Патрик, безусловно, получил свою долю чрезвычайных ситуаций. Но, как и почти любой диспетчер мира, работающий сегодня, он никогда не бывал в ситуации, когда пришлось бы вести самолет с нулевой тягой.
В случае с рейсом 1549 Патрик понял, что должен действовать быстро и решительно. Он сразу же принял решение предложить нам ВПП 13 Ла-Гуардии, которая была ближе всего к нашему текущему местонахождению. В тот момент мы все еще удалялись от Ла-Гуардии и быстро снижались.
Он, разумеется, не стал комментировать серьезность положения нашего самолета. Он просто реагировал.
– Вам нужно вернуться в Ла-Гуардию, – радировал он в ответ. – Разворот влево, курс, э-э, два два ноль.
– Два два ноль, – подтвердил я, потому что знал, что все мои возможности расположены слева от меня. При левом развороте мне пришлось бы выбрать одну из них, и выбранный мною вариант определил бы итоговый курс, которым предстояло лететь.
Из расшифровки бортового самописца:
Скайлс (3:27:50): Если осталось топливо, главный переключатель, зажигание. Зажигание.
Салленбергер (3:27:55): Зажигание.
Скайлс (3:27:55): Рычаги управления, подтвердить, малый газ.
Салленбергер (3:27:58): Малый газ.
Скайлс (3:28:02): Оптимальная воздушная скорость. Триста узлов. У нас их нет.
Звуковая аварийная сигнализация (3:28:03): Единичный сигнал.
Салленбергер (2:28:05): У нас их нет…
Патрик сразу же связался с вышкой в Ла-Гуардии, сказав, чтобы немедленно очистили все ВПП:
– Вышка, остановите вылеты. У нас аварийный возвращается.
– Кто такой? – спросил диспетчер вышки.
– Это пятнадцать двадцать девять, – ответил Патрик, тоже переврав номер рейса из-за напряженности момента. – Столкновение с птицами. Потерял все двигатели. Потеря тяги двигателей. Он возвращается немедленно.
Потеря тяги обоих двигателей – явление настолько редкое, что диспетчер Ла-Гуардии не вполне понял, что́ только что сказал ему Патрик.
– Кактус пятнадцать двадцать девять, – повторил он. – Который двигатель?
Патрик ответил:
– Он сказал, что потерял тягу обоих двигателей.
– Понял, – сказал диспетчер Ла-Гуардии.
В записи этого не услышишь, поскольку никто из диспетчеров вслух этого не сказал, но про себя они думали, что ведут рейс, который, вероятно, закончится большой трагедией.

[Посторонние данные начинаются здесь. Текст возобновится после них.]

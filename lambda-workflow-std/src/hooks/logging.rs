//! Logging action for invocation observation.

use lambda_workflow_core::{Action, BoxError, Context, Outcome};

/// An action that logs the state of the invocation context.
///
/// Registered as a pre-action it logs the incoming event type; as a
/// post-action it also shows the status code, the response kind and the
/// handler error. Never fails.
///
/// # Example
///
/// ```rust,ignore
/// let workflow = ProxyWorkflow::builder()
///     .add_post_action(LoggingAction::named("cars_api"))
///     .add_get_handler("/car/{id}", get_car)
///     .build()?;
/// ```
pub struct LoggingAction {
    name: &'static str,
}

impl LoggingAction {
    /// Create a new `LoggingAction` with a default name.
    pub fn new() -> Self {
        Self { name: "workflow" }
    }

    /// Create a new `LoggingAction` with a custom name.
    pub fn named(name: &'static str) -> Self {
        Self { name }
    }

    /// The name used in log records.
    pub fn name(&self) -> &'static str {
        self.name
    }
}

impl Default for LoggingAction {
    fn default() -> Self {
        Self::new()
    }
}

fn outcome_kind(outcome: &Outcome) -> &'static str {
    match outcome {
        Outcome::Empty => "empty",
        Outcome::Raw(_) => "raw",
        Outcome::Typed(_) => "typed",
    }
}

impl Action for LoggingAction {
    fn run(&self, ctx: &mut Context) -> Result<(), BoxError> {
        let response = outcome_kind(ctx.outcome());

        #[cfg(feature = "tracing")]
        {
            let error = ctx.handler_error().map(ToString::to_string);
            tracing::info!(
                name = %self.name,
                status_code = ctx.status_code(),
                response,
                handler_error = ?error,
                "invocation context"
            );
        }

        #[cfg(not(feature = "tracing"))]
        {
            let _ = (self.name, response);
        }

        Ok(())
    }
}

#[cfg(test)]
mod tests {
    use super::*;

    #[test]
    fn test_logging_action_never_fails() {
        let action = LoggingAction::new();
        let mut ctx = Context::new((), None, None);
        ctx.set_response("ok").set_status_code(200);

        action.run(&mut ctx).unwrap();
        assert_eq!(ctx.status_code(), 200);
    }

    #[test]
    fn test_logging_action_named() {
        let action = LoggingAction::named("cars_api");
        assert_eq!(action.name(), "cars_api");
        assert_eq!(LoggingAction::default().name(), "workflow");
    }

    #[test]
    fn test_outcome_kind() {
        let mut ctx = Context::new((), None, None);
        assert_eq!(outcome_kind(ctx.outcome()), "empty");
        ctx.set_response(1);
        assert_eq!(outcome_kind(ctx.outcome()), "typed");
        ctx.set_raw_response(2);
        assert_eq!(outcome_kind(ctx.outcome()), "raw");
    }
}
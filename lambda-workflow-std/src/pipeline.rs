//! # Invocation Pipeline
//!
//! Runs one resolved handler entry against one event:
//!
//! ```text
//! DECODE_INPUT -> CONTEXT_BUILT -> GLOBAL_PRE -> LOCAL_PRE -> CALL -> LOCAL_POST -> GLOBAL_POST
//! ```
//!
//! The pipeline is fail-fast. The first failing stage ends the invocation and
//! nothing after it runs; side effects of the actions that already ran are
//! kept. The post-actions run even when the handler fails, and the handler
//! error is returned once they are done.

use crate::registry::HandlerEntry;
use lambda_workflow_core::{
    Bootstrap, BoxError, BoxedAction, Context, ErrorKind, Message, WorkflowError,
};
use std::{any::Any, fmt};

/// A stage of the invocation pipeline.
#[derive(Debug, Clone, Copy, PartialEq, Eq, Hash)]
pub enum Stage {
    /// Decoding the handler input from the event.
    DecodeInput,
    /// Building the context and the per-invocation injector.
    ContextBuilt,
    /// Workflow-wide actions run before every handler.
    GlobalPre,
    /// Actions attached to the route, run before its handler.
    LocalPre,
    /// The handler itself.
    Call,
    /// Actions attached to the route, run after its handler.
    LocalPost,
    /// Workflow-wide actions run after every handler.
    GlobalPost,
}

impl Stage {
    /// Short name, used in log fields.
    pub const fn as_str(self) -> &'static str {
        match self {
            Stage::DecodeInput => "decode_input",
            Stage::ContextBuilt => "context_built",
            Stage::GlobalPre => "global_pre",
            Stage::LocalPre => "local_pre",
            Stage::Call => "call",
            Stage::LocalPost => "local_post",
            Stage::GlobalPost => "global_post",
        }
    }
}

impl fmt::Display for Stage {
    fn fmt(&self, f: &mut fmt::Formatter<'_>) -> fmt::Result {
        f.write_str(self.as_str())
    }
}

/// The state every workflow shares: the bootstrap and the global actions.
///
/// `Pipeline` is generic over the event only through [`Pipeline::invoke`],
/// so the same pipeline drives proxy, authorizer and custom events.
#[derive(Clone, Default)]
pub struct Pipeline {
    bootstrap: Option<Bootstrap>,
    pre_actions: Vec<BoxedAction>,
    post_actions: Vec<BoxedAction>,
}

impl Pipeline {
    /// Create a pipeline.
    pub fn new(
        bootstrap: Option<Bootstrap>,
        pre_actions: Vec<BoxedAction>,
        post_actions: Vec<BoxedAction>,
    ) -> Self {
        Self {
            bootstrap,
            pre_actions,
            post_actions,
        }
    }

    /// Returns true if a bootstrap is configured.
    pub fn has_bootstrap(&self) -> bool {
        self.bootstrap.is_some()
    }

    /// Global actions run before every handler.
    pub fn pre_actions(&self) -> &[BoxedAction] {
        &self.pre_actions
    }

    /// Global actions run after every handler.
    pub fn post_actions(&self) -> &[BoxedAction] {
        &self.post_actions
    }

    /// Run `entry` against `event`.
    ///
    /// Returns the context in its terminal state, ready for response
    /// extraction. `platform` is attached to the context untouched.
    pub fn invoke<E, P>(
        &self,
        event: E,
        platform: Option<P>,
        entry: &HandlerEntry<E>,
    ) -> Result<Context, WorkflowError>
    where
        E: Message,
        P: Any + Send + Sync,
    {
        #[cfg(feature = "tracing")]
        let span = tracing::debug_span!("invocation", handler = entry.handler().type_name());
        #[cfg(feature = "tracing")]
        let _guard = span.enter();

        trace_stage(Stage::DecodeInput);
        let request = entry.handler().decode(&event).inspect_err(|err| {
            log_failure(Stage::DecodeInput, err);
        })?;

        trace_stage(Stage::ContextBuilt);
        let injector = self.bootstrap.as_ref().map(|bootstrap| bootstrap());
        let mut ctx = Context::new(event, request, injector);
        if let Some(platform) = platform {
            ctx = ctx.with_platform(platform);
        }

        run_actions(Stage::GlobalPre, &self.pre_actions, &mut ctx)?;
        run_actions(Stage::LocalPre, entry.pre_actions(), &mut ctx)?;

        trace_stage(Stage::Call);
        entry.handler().invoke(&mut ctx).inspect_err(|err| {
            log_failure(Stage::Call, err);
        })?;

        run_actions(Stage::LocalPost, entry.post_actions(), &mut ctx)?;
        run_actions(Stage::GlobalPost, &self.post_actions, &mut ctx)?;

        if let Some(err) = ctx.take_handler_error() {
            let err = surface(ErrorKind::Handler, err);
            log_failure(Stage::Call, &err);
            return Err(err);
        }

        Ok(ctx)
    }
}

impl fmt::Debug for Pipeline {
    fn fmt(&self, f: &mut fmt::Formatter<'_>) -> fmt::Result {
        f.debug_struct("Pipeline")
            .field("has_bootstrap", &self.bootstrap.is_some())
            .field("pre_actions", &self.pre_actions.len())
            .field("post_actions", &self.post_actions.len())
            .finish()
    }
}

fn run_actions(
    stage: Stage,
    actions: &[BoxedAction],
    ctx: &mut Context,
) -> Result<(), WorkflowError> {
    if actions.is_empty() {
        return Ok(());
    }
    trace_stage(stage);

    for action in actions {
        if let Err(err) = action.run(ctx) {
            let err = surface(ErrorKind::Action, err);
            log_failure(stage, &err);
            return Err(err);
        }
    }
    Ok(())
}

/// Wrap a user error as `kind`, letting contract violations through as is.
fn surface(kind: ErrorKind, err: BoxError) -> WorkflowError {
    match err.downcast::<WorkflowError>() {
        Ok(err) if err.is_contract_violation() => *err,
        Ok(err) => WorkflowError::from_source(kind, err as BoxError),
        Err(err) => WorkflowError::from_source(kind, err),
    }
}

fn trace_stage(stage: Stage) {
    #[cfg(feature = "tracing")]
    tracing::trace!(stage = stage.as_str(), "entering stage");

    #[cfg(not(feature = "tracing"))]
    let _ = stage;
}

fn log_failure(stage: Stage, err: &WorkflowError) {
    #[cfg(feature = "tracing")]
    tracing::warn!(
        stage = stage.as_str(),
        kind = err.kind().as_str(),
        error = %err,
        "invocation failed"
    );

    #[cfg(not(feature = "tracing"))]
    let _ = (stage, err);
}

В мировой практике авиалайнеры теряют тягу всех двигателей одновременно настолько редко, что между такими случаями может пройти лет десять. Обычно тяга всех двигателей бывает потеряна лишь тогда, когда самолет пролетает сквозь облако вулканического пепла или возникает проблема с топливом. И в случае встречи с вулканическим пеплом у пилотов оставалось достаточно времени, чтобы заставить двигатели снова заработать, достигнув области, свободной от пепельного облака. Поскольку они находились на достаточно большой высоте – намного выше 30 000 футов (9144 м), – у них было время выполнить процедуры и выработать решение, позволяющее заново завести хотя бы один двигатель.
Однако в случае рейса 1549, даже если бы мы были на высоте Луны, мы никак не смогли бы заставить свои двигатели снова заработать, потому что они были безвозвратно повреждены. Учитывая вибрацию от моторов, которую мы ощущали, и мгновенную потерю тяги, я был почти уверен, что вновь завести двигатели не удастся. И все же я понимал, что мы должны попробовать.

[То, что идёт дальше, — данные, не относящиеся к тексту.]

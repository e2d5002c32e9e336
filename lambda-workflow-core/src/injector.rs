//! Dependency injection contract.
//!
//! The workflow does not ship a container. It only needs something that can
//! resolve a value by type or by name, which is what [`Injector`] describes.
//! A [`Bootstrap`] factory builds a fresh injector for every invocation.

use crate::error::ResolveError;
use std::{
    any::{Any, TypeId, type_name},
    sync::Arc,
};

/// A type-erased dependency as stored by an injector.
pub type Dependency = Arc<dyn Any + Send + Sync>;

/// Resolves dependencies by type or by name.
///
/// The methods are object safe; use the typed helpers on `dyn Injector`
/// ([`resolve`](trait.Injector.html#method.resolve),
/// [`resolve_by_name`](trait.Injector.html#method.resolve_by_name)) from
/// handlers and actions.
pub trait Injector: Send + Sync {
    /// Resolve the dependency registered for `type_id`.
    fn resolve_type(&self, type_id: TypeId, type_name: &'static str)
    -> Result<Dependency, ResolveError>;

    /// Resolve the dependency registered under `name`.
    fn resolve_name(&self, name: &str) -> Result<Dependency, ResolveError>;
}

impl dyn Injector + '_ {
    /// Resolve a dependency by its type.
    pub fn resolve<T: Any + Send + Sync>(&self) -> Result<Arc<T>, ResolveError> {
        let name = type_name::<T>();
        self.resolve_type(TypeId::of::<T>(), name)?
            .downcast::<T>()
            .map_err(|_| ResolveError::TypeMismatch {
                name: name.to_string(),
                expected: name,
            })
    }

    /// Resolve a dependency by its registration name.
    pub fn resolve_by_name<T: Any + Send + Sync>(&self, name: &str) -> Result<Arc<T>, ResolveError> {
        self.resolve_name(name)?
            .downcast::<T>()
            .map_err(|_| ResolveError::TypeMismatch {
                name: name.to_string(),
                expected: type_name::<T>(),
            })
    }
}

/// Factory producing the injector for one invocation.
///
/// Called exactly once per invocation; the injector is dropped with the
/// invocation context.
pub type Bootstrap = Arc<dyn Fn() -> Box<dyn Injector> + Send + Sync>;

/// Wrap a closure returning a concrete injector into a [`Bootstrap`].
pub fn bootstrap<F, I>(factory: F) -> Bootstrap
where
    F: Fn() -> I + Send + Sync + 'static,
    I: Injector + 'static,
{
    Arc::new(move || Box::new(factory()) as Box<dyn Injector>)
}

Так что пока Джефф усердно трудился, стараясь произвести повторный запуск хотя бы одного двигателя, я сфокусировался на поиске решения. Я знал, что у нас есть менее пяти минут, прежде чем траектория нашего полета пересечется с поверхностью земли.
У меня появилось концептуальное осознание, что, в отличие от любого другого рейса из тех, что я пилотировал на протяжении сорока двух лет, этот, вероятно, не закончится на ВПП с неповрежденным самолетом.